Like most things in modern life, getting a dark, rich-roasted coffee bean tan has become nothing less than an addiction. In the same way that women who used to like the odd KitKat are now full-blown chocoholics, and men with a swing door in their trousers instead of a fly are now clinically-diagnosed sex addicts, people who habitually smear themselves in chip fat and lie on the beach on foil-covered lilos now have a recognised psychological condition.

These perpetually brown, leather-look folk are now officially known as tanorexics. It is not just that they actively want to look like a pickled walnut, you understand; they have an addiction and should therefore be treated with kid gloves and have a direct line to Trisha in case they feel like having a cry on national television.

If I see one more whimpering mother on the box saying how she just can't stop her 13-year-old daughter using sunbeds every day during the school lunch hour to maintain her Girls Aloud-style glow, I will stop yelling "don't give her any more pocket-money you daft bat" at the screen and will physically hunt her down instead and pelt her with pickled walnuts until she begs for mercy.

After that tirade, you may find it difficult to believe that I don't have a problem with people wanting a bit of a tan.

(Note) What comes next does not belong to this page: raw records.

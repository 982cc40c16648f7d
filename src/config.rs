//! Configuration module for stile.

use serde::Deserialize;
use std::path::Path;

use crate::{Result, StileError};

/// Server configuration.
#[derive(Debug, Clone, Deserialize)]
pub struct ServerConfig {
    /// Host address to bind.
    #[serde(default = "default_host")]
    pub host: String,
    /// Port number to listen on.
    #[serde(default = "default_port")]
    pub port: u16,
}

fn default_host() -> String {
    "127.0.0.1".to_string()
}

fn default_port() -> u16 {
    8080
}

impl Default for ServerConfig {
    fn default() -> Self {
        Self {
            host: default_host(),
            port: default_port(),
        }
    }
}

/// Database configuration.
#[derive(Debug, Clone, Deserialize)]
pub struct DatabaseConfig {
    /// Path to the SQLite database file.
    #[serde(default = "default_db_path")]
    pub path: String,
}

fn default_db_path() -> String {
    "data/stile.db".to_string()
}

impl Default for DatabaseConfig {
    fn default() -> Self {
        Self {
            path: default_db_path(),
        }
    }
}

/// Session configuration.
#[derive(Debug, Clone, Deserialize)]
pub struct SessionConfig {
    /// Session lifetime in seconds.
    #[serde(default = "default_session_ttl")]
    pub ttl_secs: u64,
}

fn default_session_ttl() -> u64 {
    24 * 60 * 60
}

impl Default for SessionConfig {
    fn default() -> Self {
        Self {
            ttl_secs: default_session_ttl(),
        }
    }
}

/// Logging configuration.
#[derive(Debug, Clone, Deserialize)]
pub struct LoggingConfig {
    /// Log level: trace, debug, info, warn, error.
    #[serde(default = "default_log_level")]
    pub level: String,
    /// Log file path. Empty string disables file logging.
    #[serde(default = "default_log_file")]
    pub file: String,
}

fn default_log_level() -> String {
    "info".to_string()
}

fn default_log_file() -> String {
    "logs/stile.log".to_string()
}

impl Default for LoggingConfig {
    fn default() -> Self {
        Self {
            level: default_log_level(),
            file: default_log_file(),
        }
    }
}

/// Top-level configuration.
#[derive(Debug, Clone, Default, Deserialize)]
pub struct Config {
    /// Server settings.
    #[serde(default)]
    pub server: ServerConfig,
    /// Database settings.
    #[serde(default)]
    pub database: DatabaseConfig,
    /// Session settings.
    #[serde(default)]
    pub session: SessionConfig,
    /// Logging settings.
    #[serde(default)]
    pub logging: LoggingConfig,
}

impl Config {
    /// Load configuration from a TOML file.
    pub fn load<P: AsRef<Path>>(path: P) -> Result<Self> {
        let content = std::fs::read_to_string(path.as_ref()).map_err(StileError::Io)?;
        Self::parse(&content)
    }

    /// Parse configuration from a TOML string.
    pub fn parse(s: &str) -> Result<Self> {
        toml::from_str(s).map_err(|e| StileError::Config(format!("config parse error: {e}")))
    }
}
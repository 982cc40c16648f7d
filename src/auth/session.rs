//! Session management for stile.
//!
//! Sessions are an explicit server-side mapping from an opaque token to a
//! user id. The transport layer (cookie, Authorization header) only carries
//! the token; nothing derived from the user record is cached here.

use std::collections::HashMap;
use std::sync::{RwLock, RwLockReadGuard, RwLockWriteGuard};
use std::time::Duration;

use chrono::{DateTime, Utc};
use tracing::{debug, info};
use uuid::Uuid;

/// Default session lifetime (24 hours).
pub const DEFAULT_SESSION_TTL_SECS: u64 = 24 * 60 * 60;

/// A session binding an opaque token to a user id.
#[derive(Debug, Clone)]
pub struct Session {
    /// Unique, unguessable session token (UUID v4).
    pub token: String,
    /// User ID bound to this session.
    pub user_id: i64,
    /// When the session was created.
    pub created_at: DateTime<Utc>,
    /// When the session expires.
    pub expires_at: DateTime<Utc>,
}

impl Session {
    fn new(user_id: i64, ttl: Duration) -> Self {
        let now = Utc::now();
        let expires_at = now + chrono::Duration::from_std(ttl).unwrap_or_default();

        Self {
            token: Uuid::new_v4().to_string(),
            user_id,
            created_at: now,
            expires_at,
        }
    }

    /// Check if the session has expired.
    pub fn is_expired(&self) -> bool {
        Utc::now() >= self.expires_at
    }
}

/// Session manager tracking active sessions.
///
/// Safe for concurrent use: all operations take `&self` and synchronize on
/// an interior lock, so a single manager is shared across request handlers.
#[derive(Debug)]
pub struct SessionManager {
    /// Active sessions by token.
    sessions: RwLock<HashMap<String, Session>>,
    /// Session lifetime.
    ttl: Duration,
}

impl Default for SessionManager {
    fn default() -> Self {
        Self::new()
    }
}

impl SessionManager {
    /// Create a session manager with the default lifetime.
    pub fn new() -> Self {
        Self::with_ttl(Duration::from_secs(DEFAULT_SESSION_TTL_SECS))
    }

    /// Create a session manager with a custom session lifetime.
    pub fn with_ttl(ttl: Duration) -> Self {
        Self {
            sessions: RwLock::new(HashMap::new()),
            ttl,
        }
    }

    fn read(&self) -> RwLockReadGuard<'_, HashMap<String, Session>> {
        self.sessions.read().unwrap_or_else(|e| e.into_inner())
    }

    fn write(&self) -> RwLockWriteGuard<'_, HashMap<String, Session>> {
        self.sessions.write().unwrap_or_else(|e| e.into_inner())
    }

    /// Create a new session bound to a user id.
    ///
    /// Each call generates a fresh token; an existing token is never reused.
    pub fn create(&self, user_id: i64) -> Session {
        let session = Session::new(user_id, self.ttl);
        self.write()
            .insert(session.token.clone(), session.clone());

        debug!(user_id = user_id, "Session created");
        session
    }

    /// Resolve a token to its bound user id.
    ///
    /// Returns `None` for an absent, unrecognized, invalidated, or expired
    /// token. Garbage input is just "no current identity", never an error.
    pub fn resolve(&self, token: &str) -> Option<i64> {
        {
            let sessions = self.read();
            match sessions.get(token) {
                Some(session) if !session.is_expired() => return Some(session.user_id),
                Some(_) => {}
                None => return None,
            }
        }

        // Expired: drop it so later lookups don't pay the check again
        self.write().remove(token);
        None
    }

    /// Invalidate a session by token.
    ///
    /// Idempotent: invalidating an unknown or already-invalidated token is a
    /// no-op. Returns whether a session was actually removed.
    pub fn invalidate(&self, token: &str) -> bool {
        if let Some(session) = self.write().remove(token) {
            info!(user_id = session.user_id, "Session invalidated");
            true
        } else {
            debug!("Invalidate: session not found");
            false
        }
    }

    /// Invalidate all sessions for a user.
    pub fn invalidate_user(&self, user_id: i64) -> usize {
        let mut sessions = self.write();
        let before = sessions.len();
        sessions.retain(|_, s| s.user_id != user_id);
        let removed = before - sessions.len();

        if removed > 0 {
            info!(user_id = user_id, count = removed, "All user sessions invalidated");
        }
        removed
    }

    /// Remove expired sessions.
    pub fn cleanup(&self) -> usize {
        let mut sessions = self.write();
        let before = sessions.len();
        sessions.retain(|_, s| !s.is_expired());

        let removed = before - sessions.len();
        if removed > 0 {
            debug!(removed = removed, "Cleaned up expired sessions");
        }
        removed
    }

    /// Number of active sessions.
    pub fn session_count(&self) -> usize {
        self.read().len()
    }
}
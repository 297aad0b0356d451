//! Canonical Huffman tables
//!
//! Tables are built from code lengths alone using the RFC1951 canonical
//! assignment, and decoded one bit at a time with a binary search over the
//! `(length, code)`-sorted symbol list.

use super::cursor::BitCursor;
use super::{FIXED_LITERAL_COUNT, MAX_CODE_BITS};
use crate::{Result, XofError};
use once_cell::sync::Lazy;

/// One symbol of a canonical Huffman table
#[derive(Debug, Clone, Copy, PartialEq, Eq)]
pub struct CanonicalHuffmanSymbol {
    /// Decoded symbol value
    pub source_value: u16,
    /// Length of the code in bits
    pub code_length: u16,
    /// Code value, most significant bit first
    pub canonical_code: u16,
}

/// Canonical Huffman table sorted for `(length, code)` lookup
#[derive(Debug, Clone)]
pub struct CanonicalHuffmanTable {
    symbols: Vec<CanonicalHuffmanSymbol>,
    max_bits: u16,
}

/// RFC1951 fixed literal/length table, built on first use
pub static FIXED_LITERAL_TABLE: Lazy<CanonicalHuffmanTable> = Lazy::new(|| {
    let mut lengths = [0u8; FIXED_LITERAL_COUNT];
    lengths[0..=143].fill(8);
    lengths[144..=255].fill(9);
    lengths[256..=279].fill(7);
    lengths[280..=287].fill(8);
    // The fixed lengths form a complete code, so assignment cannot fail
    CanonicalHuffmanTable::from_code_lengths(&lengths).unwrap_or_else(|_| unreachable!())
});

impl CanonicalHuffmanTable {
    /// Build a table from `(symbol, code_length)` pairs
    ///
    /// Pairs with a zero length do not take part in the code. Over-subscribed
    /// length sets are rejected; incomplete ones are allowed.
    pub fn build(symbols_with_lengths: &[(u16, u8)]) -> Result<Self> {
        let mut entries: Vec<(u16, u8)> = symbols_with_lengths
            .iter()
            .copied()
            .filter(|&(_, length)| length > 0)
            .collect();
        entries.sort_by_key(|&(symbol, _)| symbol);

        // Count codes of each bit length
        let mut bl_count = [0u32; MAX_CODE_BITS + 1];
        for &(symbol, length) in &entries {
            if length as usize > MAX_CODE_BITS {
                return Err(XofError::huffman(
                    0,
                    format!("code length {length} for symbol {symbol} exceeds {MAX_CODE_BITS}"),
                ));
            }
            bl_count[length as usize] += 1;
        }

        // Kraft check: remaining code space must never go negative
        let mut left: i64 = 1;
        for count in bl_count.iter().skip(1) {
            left = (left << 1) - *count as i64;
            if left < 0 {
                return Err(XofError::huffman(0, "over-subscribed code lengths"));
            }
        }

        // First code of each length
        let mut next_code = [0u32; MAX_CODE_BITS + 1];
        let mut code = 0u32;
        for bits in 1..=MAX_CODE_BITS {
            code = (code + bl_count[bits - 1]) << 1;
            next_code[bits] = code;
        }

        let mut symbols = Vec::with_capacity(entries.len());
        let mut max_bits = 0u16;
        for (source_value, length) in entries {
            let canonical_code = next_code[length as usize];
            next_code[length as usize] += 1;
            max_bits = max_bits.max(length as u16);
            symbols.push(CanonicalHuffmanSymbol {
                source_value,
                code_length: length as u16,
                canonical_code: canonical_code as u16,
            });
        }
        symbols.sort_by_key(|s| (s.code_length, s.canonical_code));

        Ok(Self { symbols, max_bits })
    }

    /// Build a table where the symbol is the index into `lengths`
    pub fn from_code_lengths(lengths: &[u8]) -> Result<Self> {
        let pairs: Vec<(u16, u8)> = lengths
            .iter()
            .enumerate()
            .map(|(symbol, &length)| (symbol as u16, length))
            .collect();
        Self::build(&pairs)
    }

    /// Longest code length in the table
    pub fn max_bits(&self) -> u16 {
        self.max_bits
    }

    /// Symbols sorted by `(code_length, canonical_code)`
    pub fn symbols(&self) -> &[CanonicalHuffmanSymbol] {
        &self.symbols
    }

    /// Look up the code assigned to `source_value`
    pub fn code_for(&self, source_value: u16) -> Option<(u16, u16)> {
        self.symbols
            .iter()
            .find(|s| s.source_value == source_value)
            .map(|s| (s.code_length, s.canonical_code))
    }

    /// Decode one symbol from the cursor
    pub fn decode(&self, cursor: &mut BitCursor) -> Result<u16> {
        let start = cursor.bit_position();
        let mut code = 0u16;

        for length in 1..=self.max_bits {
            code = (code << 1) | cursor.read_bit() as u16;
            if let Ok(index) = self
                .symbols
                .binary_search_by_key(&(length, code), |s| (s.code_length, s.canonical_code))
            {
                return Ok(self.symbols[index].source_value);
            }
        }

        Err(XofError::huffman(
            start,
            format!("no code matches within {} bits", self.max_bits),
        ))
    }
}

#[cfg(test)]
mod tests {
    use super::*;

    /// Write `code` MSB-first as the stream would carry it
    fn code_bits(length: u16, code: u16) -> Vec<u8> {
        let mut bytes = vec![0u8; 4];
        for i in 0..length {
            let bit = (code >> (length - 1 - i)) & 1;
            bytes[(i / 8) as usize] |= (bit as u8) << (i % 8);
        }
        bytes
    }

    #[test]
    fn test_rfc1951_example() {
        // RFC1951 section 3.2.2: ABCDEFGH with lengths (3, 3, 3, 3, 3, 2, 4, 4)
        let table = CanonicalHuffmanTable::from_code_lengths(&[3, 3, 3, 3, 3, 2, 4, 4]).unwrap();
        assert_eq!(table.code_for(5), Some((2, 0b00)));
        assert_eq!(table.code_for(0), Some((3, 0b010)));
        assert_eq!(table.code_for(4), Some((3, 0b110)));
        assert_eq!(table.code_for(6), Some((4, 0b1110)));
        assert_eq!(table.code_for(7), Some((4, 0b1111)));
        assert_eq!(table.max_bits(), 4);
    }

    #[test]
    fn test_decode_each_symbol() {
        let table = CanonicalHuffmanTable::from_code_lengths(&[3, 3, 3, 3, 3, 2, 4, 4]).unwrap();
        for symbol in table.symbols().to_vec() {
            let mut cursor =
                BitCursor::new(code_bits(symbol.code_length, symbol.canonical_code));
            assert_eq!(table.decode(&mut cursor).unwrap(), symbol.source_value);
            assert_eq!(cursor.bit_position(), symbol.code_length as u64);
        }
    }

    #[test]
    fn test_fixed_table_groups() {
        let table = &*FIXED_LITERAL_TABLE;
        assert_eq!(table.symbols().len(), 288);
        assert_eq!(table.max_bits(), 9);
        assert_eq!(table.code_for(256), Some((7, 0b0000000)));
        assert_eq!(table.code_for(279), Some((7, 0b0010111)));
        assert_eq!(table.code_for(0), Some((8, 0b00110000)));
        assert_eq!(table.code_for(143), Some((8, 0b10111111)));
        assert_eq!(table.code_for(280), Some((8, 0b11000000)));
        assert_eq!(table.code_for(144), Some((9, 0b110010000)));
        assert_eq!(table.code_for(255), Some((9, 0b111111111)));
    }

    #[test]
    fn test_over_subscribed_rejected() {
        let err = CanonicalHuffmanTable::from_code_lengths(&[1, 1, 1]).unwrap_err();
        assert!(matches!(err, XofError::HuffmanDecode { .. }));
    }

    #[test]
    fn test_incomplete_code_allowed() {
        // A single distance code is legal in DEFLATE
        let table = CanonicalHuffmanTable::from_code_lengths(&[0, 1]).unwrap();
        let mut cursor = BitCursor::new(vec![0b0]);
        assert_eq!(table.decode(&mut cursor).unwrap(), 1);

        // The unused half of the code space never matches
        let mut cursor = BitCursor::new(vec![0b1]);
        assert!(table.decode(&mut cursor).is_err());
    }

    #[test]
    fn test_empty_table_never_matches() {
        let table = CanonicalHuffmanTable::from_code_lengths(&[0; 30]).unwrap();
        assert_eq!(table.max_bits(), 0);
        let mut cursor = BitCursor::new(vec![0xFF]);
        assert!(table.decode(&mut cursor).is_err());
    }

    #[test]
    fn test_unsorted_pairs() {
        let forward = CanonicalHuffmanTable::build(&[(10, 2), (20, 2), (30, 1)]).unwrap();
        let shuffled = CanonicalHuffmanTable::build(&[(30, 1), (20, 2), (10, 2)]).unwrap();
        assert_eq!(forward.symbols(), shuffled.symbols());
        assert_eq!(forward.code_for(30), Some((1, 0b0)));
        assert_eq!(forward.code_for(10), Some((2, 0b10)));
        assert_eq!(forward.code_for(20), Some((2, 0b11)));
    }
}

Let's face it, we all look better with some colour in our cheeks (as long as we slap on the old factor 15, blah, blah, safety, blah).

What I can't abide is people whose sole aim in life is to have brown skin. Getting an even, deep golden tan is time-consuming, boring to the point of unconsciousness and completely pointless.

I look back now on the endless hours I spent on foreign beaches as a teenager and as a young twenty-something and wonder what on earth was going on in my sun-raddled mind. There I was in beautiful countries packed with amazing sights to see and fascinating people to meet, and all I could think of doing for eight hours or so every day was to lie down in my pants covered in oil.

They are less popular now, but when I spent my hols slow-roasting on a beach barbecue no one who was serious about tanning used anything as predictable as Ambre Solaire or Soltan when they could rub themselves liberally all over with something highly inflammable and sunscreen-free.

Back then, when I have to assume my brain was as frazzled as my skin, I tried every ridiculous oil on the market including coconut, which made me into a veritable fly and mosquito buffet, and carrot which, perhaps unsurprisingly, turned me a particularly fetching vibrant orange.

I wouldn't mind so much, but even when I managed to attain a healthy all-over glow - orange or otherwise, I wasn't really that fussy - it always faded within about 60 seconds of touching down in the delightful drizzle at Leeds/Bradford airport. And by the time I went back to school, college or work, I was always near as damn it my usual off-white, semi-skimmed hue again.

But was I secretly suffering from an acute case of tanorexia, only just managing to keep my inner torment under control with the help of factor 2 carrot oil? Of course not. I was just stupid.